» How to complete this task
Each entry shown below is to be reproduced exactly.

Input for this task below:

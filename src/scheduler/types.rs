use chrono::{DateTime, Local, NaiveTime, TimeDelta, TimeZone};
use std::time::Duration;

/// When a registered job runs after the startup pass.
#[derive(Debug, Clone, Copy, PartialEq, Eq)]
pub enum Schedule {
    /// Runs in the startup pass only.
    Startup,
    /// Fixed interval measured from the end of the previous run.
    Every(Duration),
    /// Once a day at `hour:00` local time.
    DailyAt { hour: u32 },
}

impl Schedule {
    /// Next run time for a job that last finished at `now`.
    pub fn next_after(&self, now: DateTime<Local>) -> Option<DateTime<Local>> {
        match *self {
            Schedule::Startup => None,
            Schedule::Every(interval) => TimeDelta::from_std(interval)
                .ok()
                .and_then(|delta| now.checked_add_signed(delta)),
            Schedule::DailyAt { hour } => Some(next_daily_run(hour, now)),
        }
    }
}

/// The first `hour:00` local time strictly after `now`.
pub fn next_daily_run(hour: u32, now: DateTime<Local>) -> DateTime<Local> {
    let one_day = TimeDelta::days(1);
    let Some(at) = NaiveTime::from_hms_opt(hour, 0, 0) else {
        return now + one_day;
    };

    let mut candidate = now.date_naive().and_time(at);
    if candidate <= now.naive_local() {
        candidate += one_day;
    }

    // A local time skipped by a DST jump has no mapping; fall back to a day from now
    Local
        .from_local_datetime(&candidate)
        .earliest()
        .unwrap_or(now + one_day)
}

End of Input for this task.

» Task solution
filename src/scheduler/types.rs
use chrono::{DateTime, Local, NaiveTime, TimeDelta, TimeZone};
use std::time::Duration;

/// When a registered job runs after the startup pass.
#[derive(Debug, Clone, Copy, PartialEq, Eq)]
pub enum Schedule {
    /// Runs in the startup pass only.
    Startup,
    /// Fixed interval measured from the end of the previous run.
    Every(Duration),
    /// Once a day at `hour:00` local time.
    DailyAt { hour: u32 },
}

impl Schedule {
    /// Next run time for a job that last finished at `now`.
    pub fn next_after(&self, now: DateTime<Local>) -> Option<DateTime<Local>> {
        match *self {
            Schedule::Startup => None,
            Schedule::Every(interval) => TimeDelta::from_std(interval)
                .ok()
                .and_then(|delta| now.checked_add_signed(delta)),
            Schedule::DailyAt { hour } => Some(next_daily_run(hour, now)),
        }
    }
}

/// The first `hour:00` local time strictly after `now`.
pub fn next_daily_run(hour: u32, now: DateTime<Local>) -> DateTime<Local> {
    let one_day = TimeDelta::days(1);
    let Some(at) = NaiveTime::from_hms_opt(hour, 0, 0) else {
        return now + one_day;
    };

    let mut candidate = now.date_naive().and_time(at);
    if candidate <= now.naive_local() {
        candidate += one_day;
    }

    // A local time skipped by a DST jump has no mapping; fall back to a day from now
    Local
        .from_local_datetime(&candidate)
        .earliest()
        .unwrap_or(now + one_day)
}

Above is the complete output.